Why is it so Hard to Agree?

Our Sages compare facial discrepancies to differences in the way we view the world...


Our Sages compare facial discrepancies to differences in the way we view the world. Wouldn't it have been enough to state that our opinions aren’t similar? Just like we're not bothered when someone looks different from us, we should not be bothered if they have a different opinion or attitude.
God created each human being to be unique, completely different from every other human being. Our Sages emphasize our individualistic nature, that each of us is an entire world unto ourselves, and not just a miniscule fraction of humanity.
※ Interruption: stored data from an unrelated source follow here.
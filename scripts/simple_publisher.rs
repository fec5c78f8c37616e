//! Console Feedback Publisher
//!
//! This script runs the same score-then-publish flow as the webhook, using a
//! hardcoded message instead of an SMS. It reads the same environment variables
//! as the server, so `TopicPublishMode=signed` exercises the SAS token path.

use feedback_grid::{
    publish_feedback, score_feedback, FeedbackConfig, GridPublisher, TextAnalyticsScorer,
};

const MESSAGE: &str = "This is a very useful service";

#[tokio::main]
async fn main() -> Result<(), Box<dyn std::error::Error + Send + Sync>> {
    env_logger::init();

    println!("📨 Feedback Publisher");
    println!("=====================");

    let config = match FeedbackConfig::from_env() {
        Ok(config) => config,
        Err(e) => {
            eprintln!("❌ {}", e);
            eprintln!();
            eprintln!("Set TopicHostName, TopicKey and TextAnalyticsApiKey, then try again.");
            std::process::exit(1);
        }
    };

    let scorer = TextAnalyticsScorer::from_config(&config);
    let publisher = GridPublisher::from_config(&config)?;
    println!("📍 Topic endpoint: {}", publisher.endpoint());
    println!("🔐 Publish mode: {:?}", publisher.mode());
    println!("📝 Message: {}", MESSAGE);

    let feedback = score_feedback(&scorer, MESSAGE).await?;
    println!("Score: {}", feedback.score);
    println!("Sending message...");

    let event = match publish_feedback(&publisher, &feedback).await {
        Ok(event) => event,
        Err(e) => {
            eprintln!("💥 Failed to publish feedback: {}", e);
            return Err(e.into());
        }
    };

    println!("Message sent");
    println!(
        "🆔 Feedback {} published as {} event {}",
        feedback.id, event.event_type, event.id
    );

    Ok(())
}
//! Feedback records and the score-then-publish flow.

use log::info;
use serde::{Deserialize, Serialize};
use uuid::Uuid;

use crate::error::FeedbackError;
use crate::event::EventEnvelope;
use crate::publisher::EventPublisher;
use crate::sentiment::{to_percentage, SentimentScorer, DEFAULT_LANGUAGE};
use crate::util::sanitize_for_logging;

/// Scores strictly above this are labelled positive.
///
/// This is a policy choice with no stated rationale; change it here if the cut-off
/// turns out to be wrong.
pub const POSITIVE_SCORE_THRESHOLD: u8 = 70;

/// A scored piece of feedback, published as the `data` of an event.
#[derive(Debug, Clone, PartialEq, Eq, Serialize, Deserialize)]
#[serde(rename_all = "camelCase")]
pub struct Feedback {
    pub id: Uuid,
    pub message: String,
    /// Sentiment score from 0 (negative) to 100 (positive)
    pub score: u8,
}

impl Feedback {
    pub fn new(message: impl Into<String>, score: u8) -> Self {
        Feedback {
            id: Uuid::new_v4(),
            message: message.into(),
            score,
        }
    }

    pub fn sentiment(&self) -> Sentiment {
        Sentiment::from_score(self.score)
    }
}

/// Coarse label derived from a score, used as the event type.
#[derive(Debug, Clone, Copy, PartialEq, Eq)]
pub enum Sentiment {
    Positive,
    Negative,
}

impl Sentiment {
    pub fn from_score(score: u8) -> Self {
        if score > POSITIVE_SCORE_THRESHOLD {
            Sentiment::Positive
        } else {
            Sentiment::Negative
        }
    }

    pub fn as_event_type(&self) -> &'static str {
        match self {
            Sentiment::Positive => "Positive",
            Sentiment::Negative => "Negative",
        }
    }
}

/// Scores `message` and wraps it in a new feedback record. Nothing is published.
pub async fn score_feedback(
    scorer: &dyn SentimentScorer,
    message: &str,
) -> Result<Feedback, FeedbackError> {
    let raw = scorer.score(message, DEFAULT_LANGUAGE).await?;
    let feedback = Feedback::new(message, to_percentage(raw));
    info!(
        "Feedback {} scored {} ({})",
        feedback.id,
        feedback.score,
        feedback.sentiment().as_event_type()
    );
    Ok(feedback)
}

/// Publishes `feedback` as a single event and returns the envelope that was sent.
pub async fn publish_feedback(
    publisher: &dyn EventPublisher,
    feedback: &Feedback,
) -> Result<EventEnvelope<Feedback>, FeedbackError> {
    let envelope = EventEnvelope::feedback(feedback.clone());
    publisher.publish(std::slice::from_ref(&envelope)).await?;
    info!("Feedback {} published as event {}", feedback.id, envelope.id);
    Ok(envelope)
}

/// Scores `message`, wraps it in a feedback event and publishes it.
///
/// Runs exactly one scoring call followed by one publish call. Collaborator errors
/// are returned as-is; nothing is retried.
///
/// # Returns
///
/// - `Ok(Feedback)`: The record that was published
/// - `Err(FeedbackError)`: Whatever the scorer or publisher failed with
pub async fn record_feedback(
    scorer: &dyn SentimentScorer,
    publisher: &dyn EventPublisher,
    message: &str,
) -> Result<Feedback, FeedbackError> {
    info!("Recording feedback: '{}'", sanitize_for_logging(message, 100));

    let feedback = score_feedback(scorer, message).await?;
    publish_feedback(publisher, &feedback).await?;
    Ok(feedback)
}

#[cfg(test)]
mod tests {
    use super::*;
    use crate::testing::{FailingScorer, FixedScorer, RecordingPublisher, RejectingPublisher};

    #[test]
    fn test_threshold_is_exclusive() {
        assert_eq!(Sentiment::from_score(70), Sentiment::Negative);
        assert_eq!(Sentiment::from_score(71), Sentiment::Positive);
        assert_eq!(Sentiment::from_score(0), Sentiment::Negative);
        assert_eq!(Sentiment::from_score(100), Sentiment::Positive);
    }

    #[test]
    fn test_feedback_serializes_in_camel_case() {
        let feedback = Feedback::new("great talk", 93);
        let json = serde_json::to_value(&feedback).unwrap();
        assert_eq!(json["message"], "great talk");
        assert_eq!(json["score"], 93);
        assert_eq!(json["id"], feedback.id.to_string());
    }

    #[tokio::test]
    async fn test_record_feedback_publishes_one_event() {
        let scorer = FixedScorer(0.93);
        let publisher = RecordingPublisher::default();

        let feedback = record_feedback(&scorer, &publisher, "This is a very useful service")
            .await
            .unwrap();
        assert_eq!(feedback.score, 93);

        let published = publisher.published();
        assert_eq!(published.len(), 1);
        assert_eq!(published[0].event_type, "Positive");
        assert_eq!(published[0].data, feedback);
    }

    #[tokio::test]
    async fn test_scoring_failure_skips_publish() {
        let publisher = RecordingPublisher::default();
        let result = record_feedback(&FailingScorer, &publisher, "meh").await;

        assert!(matches!(result, Err(FeedbackError::ServiceUnavailable(_))));
        assert!(publisher.published().is_empty());
    }

    #[tokio::test]
    async fn test_score_feedback_does_not_publish() {
        let feedback = score_feedback(&FixedScorer(0.42), "so-so").await.unwrap();
        assert_eq!(feedback.score, 42);
        assert_eq!(feedback.message, "so-so");
        assert_eq!(feedback.sentiment(), Sentiment::Negative);
    }

    #[tokio::test]
    async fn test_publish_feedback_returns_sent_envelope() {
        let publisher = RecordingPublisher::default();
        let feedback = Feedback::new("loved it", 88);

        let envelope = publish_feedback(&publisher, &feedback).await.unwrap();
        assert_eq!(envelope.data, feedback);
        assert_eq!(envelope.event_type, "Positive");

        let published = publisher.published();
        assert_eq!(published.len(), 1);
        assert_eq!(published[0].id, envelope.id);
    }

    #[tokio::test]
    async fn test_publish_feedback_passes_rejection_through() {
        let feedback = Feedback::new("loved it", 88);
        let result = publish_feedback(&RejectingPublisher, &feedback).await;
        assert!(matches!(result, Err(FeedbackError::Publish { .. })));
    }
}
//! # Feedback Grid
//!
//! A Rust web service that receives SMS feedback through a webhook, scores it with
//! the Text Analytics sentiment API and publishes the result to an Azure Event Grid
//! topic.
//!
//! ## Environment Variables
//!
//! - `TopicHostName`, `TopicKey`, `TextAnalyticsApiKey`: required
//! - `TextAnalyticsRegion`, `TopicPublishMode`, `TopicSasTtlHours`: optional
//! - `PORT`: Server port (defaults to 3000)
//!
//! ## API Endpoints
//!
//! - `GET /`: Returns a banner
//! - `GET /health`: Returns service health status
//! - `POST /api/SessionFeedback`: SMS webhook

use feedback_grid::{
    build_app, get_server_port, AppState, FeedbackConfig, GridPublisher, TextAnalyticsScorer,
};
use log::{error, info};
use std::net::SocketAddr;
use std::sync::Arc;

/// Main entry point for the feedback-grid web service.
///
/// Initializes logging, loads configuration (exiting if anything required is
/// missing), builds the collaborators and serves until Ctrl-C.
///
/// # Example Usage
///
/// ```bash
/// TopicHostName=mytopic.westus2-1.eventgrid.azure.net \
/// TopicKey=... TextAnalyticsApiKey=... \
/// RUST_LOG=info cargo run
/// ```
///
/// # Panics
///
/// This function will panic if the server port cannot be bound.
#[tokio::main]
async fn main() {
    // Initialize the logging system
    env_logger::init();

    let config = match FeedbackConfig::from_env() {
        Ok(config) => config,
        Err(e) => {
            error!("Failed to load configuration: {}", e);
            std::process::exit(1);
        }
    };

    let publisher = match GridPublisher::from_config(&config) {
        Ok(publisher) => publisher,
        Err(e) => {
            error!("Failed to configure topic publisher: {}", e);
            std::process::exit(1);
        }
    };
    info!(
        "Publishing to {} using {:?}",
        publisher.endpoint(),
        publisher.mode()
    );

    let state = AppState::new(
        Arc::new(TextAnalyticsScorer::from_config(&config)),
        Arc::new(publisher),
    );
    let app = build_app(state);

    // Get the server port and bind address
    let port = get_server_port();
    let addr: SocketAddr = ([0, 0, 0, 0], port).into();

    info!("Starting feedback-grid server on {}", addr);

    let listener = tokio::net::TcpListener::bind(addr).await.unwrap();

    if let Err(e) = axum::serve(listener, app)
        .with_graceful_shutdown(shutdown_signal())
        .await
    {
        error!("HTTP server error: {}", e);
    }

    info!("Server stopped");
}

async fn shutdown_signal() {
    if let Err(e) = tokio::signal::ctrl_c().await {
        error!("Failed to listen for shutdown signal: {}", e);
    }
    info!("Shutdown signal received");
}
//! Finds the first reachable, healthy endpoint among many candidates by
//! probing all of them at once and keeping whichever passes first.

pub mod candidate;
pub mod probe;
pub mod race;
pub mod source;

use std::sync::Arc;

pub use candidate::{Candidate, CandidateError, ProbeOutcome};
pub use probe::{HttpProbe, Probe, ProbeConfig, ProbeRoute};
pub use race::{race, AllFailed};
pub use source::{
    default_row_pattern, extract_candidates, CandidateSource, FetchError, ProxyListSource,
    StaticSource, DEFAULT_ROW_PATTERN,
};

#[derive(Debug, thiserror::Error)]
pub enum Error {
    #[error("cannot get candidate list: {0}")]
    Fetch(#[from] FetchError),
    #[error(transparent)]
    AllFailed(#[from] AllFailed),
}

/// Fetches candidates from `source` and races them with `probe`.
///
/// A source that yields nothing is reported as [`Error::AllFailed`].
pub async fn find_first_reachable<S, P>(source: &S, probe: Arc<P>) -> Result<Candidate, Error>
where
    S: CandidateSource,
    P: Probe,
{
    let candidates = source.fetch_candidates().await?;
    Ok(race(candidates, probe).await?)
}

use std::time::Duration;

use futures::Future;
use reqwest::{Client, Method, Proxy, StatusCode};
use tokio::select;
use tokio_util::sync::CancellationToken;
use tracing::debug;
use url::Url;

use crate::candidate::Candidate;

/// A single pass/fail health check of one candidate.
///
/// Implementations must return `false` promptly once `cancel` fires and must
/// not retry. Whatever they acquire is released when the returned future
/// completes or is dropped.
pub trait Probe: Send + Sync + 'static {
    fn check(
        &self,
        candidate: &Candidate,
        cancel: &CancellationToken,
    ) -> impl Future<Output = bool> + Send;
}

#[derive(Clone, Debug)]
pub enum ProbeRoute {
    /// Request `target` using the candidate as an HTTP proxy.
    Proxy { target: Url },
    /// Request the candidate address itself.
    Direct,
}

#[derive(Clone, Debug)]
pub struct ProbeConfig {
    pub route: ProbeRoute,
    pub method: Method,
    pub expected_status: StatusCode,
    pub timeout: Duration,
}

impl ProbeConfig {
    pub fn through_proxy(target: Url) -> Self {
        Self {
            route: ProbeRoute::Proxy { target },
            method: Method::HEAD,
            expected_status: StatusCode::OK,
            timeout: Duration::from_secs(10),
        }
    }

    pub fn direct() -> Self {
        Self {
            route: ProbeRoute::Direct,
            method: Method::GET,
            expected_status: StatusCode::OK,
            timeout: Duration::from_secs(5),
        }
    }

    pub fn with_timeout(mut self, timeout: Duration) -> Self {
        self.timeout = timeout;
        self
    }

    pub fn with_expected_status(mut self, status: StatusCode) -> Self {
        self.expected_status = status;
        self
    }
}

/// Probe that issues one HTTP request per candidate with a client of its own.
pub struct HttpProbe {
    config: ProbeConfig,
}

impl HttpProbe {
    pub fn new(config: ProbeConfig) -> Self {
        Self { config }
    }

    pub fn config(&self) -> &ProbeConfig {
        &self.config
    }

    fn client_for(&self, candidate: &Candidate) -> Result<Client, reqwest::Error> {
        let builder = Client::builder()
            .timeout(self.config.timeout)
            .trust_dns(true)
            .pool_max_idle_per_host(0);
        let builder = match &self.config.route {
            ProbeRoute::Proxy { .. } => builder.proxy(Proxy::all(candidate.as_str())?),
            ProbeRoute::Direct => builder.no_proxy(),
        };
        builder.build()
    }

    fn request_url<'a>(&'a self, candidate: &'a Candidate) -> &'a Url {
        match &self.config.route {
            ProbeRoute::Proxy { target } => target,
            ProbeRoute::Direct => candidate.url(),
        }
    }
}

impl Probe for HttpProbe {
    async fn check(&self, candidate: &Candidate, cancel: &CancellationToken) -> bool {
        if cancel.is_cancelled() {
            return false;
        }
        let client = match self.client_for(candidate) {
            Ok(client) => client,
            Err(err) => {
                debug!(candidate = %candidate, error = %err, "cannot build client");
                return false;
            }
        };
        let request = client
            .request(self.config.method.clone(), self.request_url(candidate).clone())
            .send();
        select! {
            biased;
            _ = cancel.cancelled() => {
                debug!(candidate = %candidate, "probe cancelled");
                false
            }
            response = request => match response {
                Ok(response) => {
                    let status = response.status();
                    if status != self.config.expected_status {
                        debug!(candidate = %candidate, status = %status, "unexpected status");
                    }
                    status == self.config.expected_status
                }
                Err(err) => {
                    debug!(
                        candidate = %candidate,
                        timeout = err.is_timeout(),
                        error = %err,
                        "probe request failed"
                    );
                    false
                }
            }
        }
    }
}
mod state;

use std::sync::Arc;

use tokio::{select, sync::mpsc, task::JoinSet};
use tokio_util::sync::CancellationToken;
use tracing::{debug, info, warn};

use crate::{
    candidate::{Candidate, ProbeOutcome},
    probe::Probe,
};
use state::{RaceState, Verdict};

/// Every probe failed, or there was nothing to probe.
#[derive(Debug, Clone, Copy, PartialEq, Eq, thiserror::Error)]
#[error("no candidate was reachable")]
pub struct AllFailed;

async fn run_probe<P: Probe>(
    probe: Arc<P>,
    candidate: Candidate,
    cancel: CancellationToken,
    outcome_sender: mpsc::Sender<ProbeOutcome>,
) {
    let passed = select! {
        biased;
        _ = cancel.cancelled() => false,
        passed = probe.check(&candidate, &cancel) => passed,
    };
    // the channel holds one slot per probe, so this never waits on the receiver
    let _ = outcome_sender.send(ProbeOutcome { candidate, passed }).await;
}

async fn drain(probes: &mut JoinSet<()>) {
    while let Some(joined) = probes.join_next().await {
        if let Err(err) = joined {
            if err.is_panic() {
                warn!(error = %err, "probe task panicked");
            }
        }
    }
}

/// Probes every candidate concurrently and returns the first one that passes.
///
/// Once a winner is known the remaining probes are cancelled, and this only
/// returns after every probe task has finished, whichever way the race ends.
/// If several probes pass at about the same time, the first outcome received
/// wins. An empty list fails without probing anything.
///
/// Dropping the returned future aborts all probe tasks.
pub async fn race<P: Probe>(
    candidates: Vec<Candidate>,
    probe: Arc<P>,
) -> Result<Candidate, AllFailed> {
    let launched = candidates.len();
    if launched == 0 {
        debug!("no candidates to race");
        return Err(AllFailed);
    }
    let cancel = CancellationToken::new();
    let (outcome_sender, mut outcome_receiver) = mpsc::channel::<ProbeOutcome>(launched);
    let mut probes = JoinSet::new();
    for candidate in candidates {
        probes.spawn(run_probe(
            Arc::clone(&probe),
            candidate,
            cancel.clone(),
            outcome_sender.clone(),
        ));
    }
    drop(outcome_sender);

    let mut state = RaceState::new(launched);
    let verdict = loop {
        let verdict = match outcome_receiver.recv().await {
            Some(outcome) => {
                debug!(
                    candidate = %outcome.candidate,
                    passed = outcome.passed,
                    "probe finished"
                );
                state.record(outcome)
            }
            None => state.close(),
        };
        if !matches!(verdict, Verdict::Pending) {
            break verdict;
        }
    };

    if matches!(verdict, Verdict::Won(_)) && state.cancel() {
        cancel.cancel();
    }
    let unfinished = state.pending();
    drain(&mut probes).await;

    match verdict {
        Verdict::Won(winner) => {
            info!(winner = %winner, launched, unfinished, "race won");
            Ok(winner)
        }
        Verdict::Exhausted | Verdict::Pending => {
            info!(launched, "all candidates failed");
            Err(AllFailed)
        }
    }
}
use crate::candidate::{Candidate, ProbeOutcome};

#[derive(Debug, PartialEq, Eq)]
pub(crate) enum Verdict {
    Pending,
    Won(Candidate),
    Exhausted,
}

/// Bookkeeping of one race. Only the coordinator mutates it.
#[derive(Debug)]
pub(crate) struct RaceState {
    pending: usize,
    winner: Option<Candidate>,
    cancelled: bool,
    exhausted: bool,
}

impl RaceState {
    pub(crate) fn new(launched: usize) -> Self {
        Self {
            pending: launched,
            winner: None,
            cancelled: false,
            exhausted: launched == 0,
        }
    }

    /// Accounts for one finished probe. The first pass latches the winner;
    /// passes after the winner or after exhaustion change nothing.
    pub(crate) fn record(&mut self, outcome: ProbeOutcome) -> Verdict {
        self.pending = self.pending.saturating_sub(1);
        if outcome.passed && self.winner.is_none() && !self.exhausted {
            self.winner = Some(outcome.candidate);
        }
        self.verdict()
    }

    /// Every sender is gone, so nothing else can report.
    pub(crate) fn close(&mut self) -> Verdict {
        self.pending = 0;
        self.verdict()
    }

    /// Returns true only the first time.
    pub(crate) fn cancel(&mut self) -> bool {
        !std::mem::replace(&mut self.cancelled, true)
    }

    pub(crate) fn pending(&self) -> usize {
        self.pending
    }

    fn verdict(&mut self) -> Verdict {
        if let Some(winner) = &self.winner {
            return Verdict::Won(winner.clone());
        }
        if self.pending == 0 {
            self.exhausted = true;
        }
        if self.exhausted {
            Verdict::Exhausted
        } else {
            Verdict::Pending
        }
    }
}
#[cfg(test)]
mod tests;

use std::collections::HashSet;

use futures::Future;
use regex::Regex;
use reqwest::{Client, StatusCode};
use tracing::debug;
use url::Url;

use crate::candidate::{Candidate, CandidateError};

/// Matches one proxy-list table row, capturing `ip` and `port`.
pub const DEFAULT_ROW_PATTERN: &str =
    r"<td>(?P<ip>\d{1,3}(?:\.\d{1,3}){3})</td>\s*<td>(?P<port>\d{1,5})</td>";

#[derive(Debug, thiserror::Error)]
pub enum FetchError {
    #[error("request failed: {0}")]
    Request(#[from] reqwest::Error),
    #[error("candidate list responded with status {0}")]
    Status(StatusCode),
    #[error("invalid candidate {input:?}: {source}")]
    InvalidCandidate {
        input: String,
        source: CandidateError,
    },
    #[error("pattern has no capture group named {0:?}")]
    MissingCaptureGroup(&'static str),
}

/// Produces the candidates to race.
pub trait CandidateSource {
    fn fetch_candidates(&self) -> impl Future<Output = Result<Vec<Candidate>, FetchError>> + Send;
}

pub fn default_row_pattern() -> Regex {
    Regex::new(DEFAULT_ROW_PATTERN).expect("default row pattern compiles")
}

/// Extracts `http://ip:port` candidates from every `pattern` match in `body`.
///
/// Matches that do not form a valid address are skipped, and so are repeats
/// of an address already seen. Order of first appearance is kept.
pub fn extract_candidates(body: &str, pattern: &Regex) -> Vec<Candidate> {
    let mut seen = HashSet::new();
    pattern
        .captures_iter(body)
        .filter_map(|row| {
            let ip = row.name("ip")?.as_str();
            let port = row.name("port")?.as_str();
            match Candidate::parse(&format!("http://{}:{}", ip, port)) {
                Ok(candidate) => Some(candidate),
                Err(err) => {
                    debug!(ip, port, error = %err, "skipping malformed row");
                    None
                }
            }
        })
        .filter(|candidate| seen.insert(candidate.clone()))
        .collect()
}

/// Scrapes candidates from an HTML proxy list.
pub struct ProxyListSource {
    url: Url,
    pattern: Regex,
    client: Client,
}

impl ProxyListSource {
    pub fn new(url: Url, client: Client) -> Self {
        Self {
            url,
            pattern: default_row_pattern(),
            client,
        }
    }

    pub fn with_pattern(url: Url, pattern: Regex, client: Client) -> Result<Self, FetchError> {
        for group in ["ip", "port"] {
            if !pattern.capture_names().flatten().any(|name| name == group) {
                return Err(FetchError::MissingCaptureGroup(group));
            }
        }
        Ok(Self {
            url,
            pattern,
            client,
        })
    }
}

impl CandidateSource for ProxyListSource {
    async fn fetch_candidates(&self) -> Result<Vec<Candidate>, FetchError> {
        let response = self.client.get(self.url.clone()).send().await?;
        let status = response.status();
        if !status.is_success() {
            return Err(FetchError::Status(status));
        }
        let body = response.text().await?;
        let candidates = extract_candidates(&body, &self.pattern);
        debug!(url = %self.url, count = candidates.len(), "fetched candidate list");
        Ok(candidates)
    }
}

/// Candidates supplied up front, e.g. on the command line.
pub struct StaticSource {
    addresses: Vec<String>,
}

impl StaticSource {
    pub fn new<I, S>(addresses: I) -> Self
    where
        I: IntoIterator<Item = S>,
        S: Into<String>,
    {
        Self {
            addresses: addresses.into_iter().map(Into::into).collect(),
        }
    }
}

impl CandidateSource for StaticSource {
    async fn fetch_candidates(&self) -> Result<Vec<Candidate>, FetchError> {
        self.addresses
            .iter()
            .map(|input| {
                Candidate::parse(input).map_err(|source| FetchError::InvalidCandidate {
                    input: input.clone(),
                    source,
                })
            })
            .collect()
    }
}
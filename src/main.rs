use std::{process::ExitCode, sync::Arc, time::Duration};

use anyhow::Context;
use clap::{Args, Parser, Subcommand};
use proxyrace::{
    Candidate, CandidateSource, HttpProbe, ProbeConfig, ProxyListSource, StaticSource,
};
use reqwest::{Client, StatusCode};
use tracing_subscriber::EnvFilter;
use url::Url;

const DEFAULT_LIST_URL: &str = "https://free-proxy-list.net";
const DEFAULT_TARGET: &str = "https://www.google.com";

#[derive(Parser)]
#[command(version, about)]
struct Cli {
    #[command(subcommand)]
    command: Commands,
    /// Log probe progress to stderr (RUST_LOG takes precedence)
    #[arg(short, long, global = true)]
    verbose: bool,
}

#[derive(Clone, Subcommand)]
enum Commands {
    /// Probe every candidate proxy at once and print the first healthy one.
    Race(RaceArgs),
    /// Print the candidates that would be raced, without probing them.
    List(SourceArgs),
}

#[derive(Args, Clone)]
struct SourceArgs {
    /// page listing proxies as `<td>ip</td><td>port</td>` table rows
    #[arg(long, env = "PROXYRACE_LIST_URL", default_value = DEFAULT_LIST_URL)]
    list_url: Url,
    /// race these proxies instead of fetching the list (repeatable)
    #[arg(long = "candidate")]
    candidates: Vec<String>,
    /// seconds allowed for fetching the proxy list
    #[arg(long, env = "PROXYRACE_FETCH_TIMEOUT", default_value_t = 15)]
    fetch_timeout: u64,
}

#[derive(Args, Clone)]
struct RaceArgs {
    #[command(flatten)]
    source: SourceArgs,
    /// url requested through each proxy to judge its health
    #[arg(long, env = "PROXYRACE_TARGET", default_value = DEFAULT_TARGET)]
    target: Url,
    /// status code the target must answer with
    #[arg(long, env = "PROXYRACE_EXPECT_STATUS", default_value_t = 200)]
    expect_status: u16,
    /// seconds each probe may take
    #[arg(long, env = "PROXYRACE_TIMEOUT", default_value_t = 10)]
    timeout: u64,
}

impl RaceArgs {
    fn probe_config(&self) -> anyhow::Result<ProbeConfig> {
        let status = StatusCode::from_u16(self.expect_status)
            .with_context(|| format!("invalid status code {}", self.expect_status))?;
        Ok(ProbeConfig::through_proxy(self.target.clone())
            .with_expected_status(status)
            .with_timeout(Duration::from_secs(self.timeout)))
    }
}

fn make_robust_client(timeout: Duration) -> Result<Client, reqwest::Error> {
    Client::builder().timeout(timeout).trust_dns(true).build()
}

fn init_logging(verbose: bool) {
    let default_directive = if verbose { "proxyrace=debug" } else { "warn" };
    let filter =
        EnvFilter::try_from_default_env().unwrap_or_else(|_| EnvFilter::new(default_directive));
    tracing_subscriber::fmt()
        .with_env_filter(filter)
        .with_target(false)
        .with_writer(std::io::stderr)
        .init();
}

async fn fetch_candidates(args: &SourceArgs) -> anyhow::Result<Vec<Candidate>> {
    let candidates = if args.candidates.is_empty() {
        let client = make_robust_client(Duration::from_secs(args.fetch_timeout))?;
        ProxyListSource::new(args.list_url.clone(), client)
            .fetch_candidates()
            .await
    } else {
        StaticSource::new(args.candidates.iter().cloned())
            .fetch_candidates()
            .await
    };
    Ok(candidates.map_err(proxyrace::Error::from)?)
}

async fn main_helper(command: Commands) -> anyhow::Result<()> {
    match command {
        Commands::Race(args) => {
            let probe = Arc::new(HttpProbe::new(args.probe_config()?));
            let candidates = fetch_candidates(&args.source).await?;
            tracing::info!(count = candidates.len(), "racing candidates");
            let winner = proxyrace::race(candidates, probe)
                .await
                .map_err(proxyrace::Error::from)?;
            println!("{}", winner);
        }
        Commands::List(args) => {
            for candidate in fetch_candidates(&args).await? {
                println!("{}", candidate);
            }
        }
    }
    Ok(())
}

fn main() -> ExitCode {
    let cli = Cli::parse();
    init_logging(cli.verbose);
    let result = tokio::runtime::Builder::new_multi_thread()
        .enable_all()
        .build()
        .map_err(anyhow::Error::from)
        .and_then(|runtime| runtime.block_on(main_helper(cli.command)));
    match result {
        Ok(()) => ExitCode::SUCCESS,
        Err(err) => {
            eprintln!("error: {}", err);
            ExitCode::FAILURE
        }
    }
}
“This demonstrates the greatness of the Creator. For when a man mints coins from the same mold, each one is an exact duplicate of the other. But when God created man, He created them all from the same ‘mold’ with which he made Adam HaRishon (Adam, the first man), and yet each person is totally unique. Therefore, each and every one of us must proclaim, ‘The world was created for my sake’” (Sanhedrin 37a).
“The uniqueness of creation was designed to enable every person to fulfill his distinct purpose, a purpose that no one else is meant to fulfill. This individuality in which man was created is one of the ways his soul, which was created in the ‘image of God,’ is expressed. Just as God is One and Unique, so too man, who was created in His image, is one and unique. Nothing in the entire universe resembles man” (Mararal in Derech Chaim, on Pirkei Avot, 3:14).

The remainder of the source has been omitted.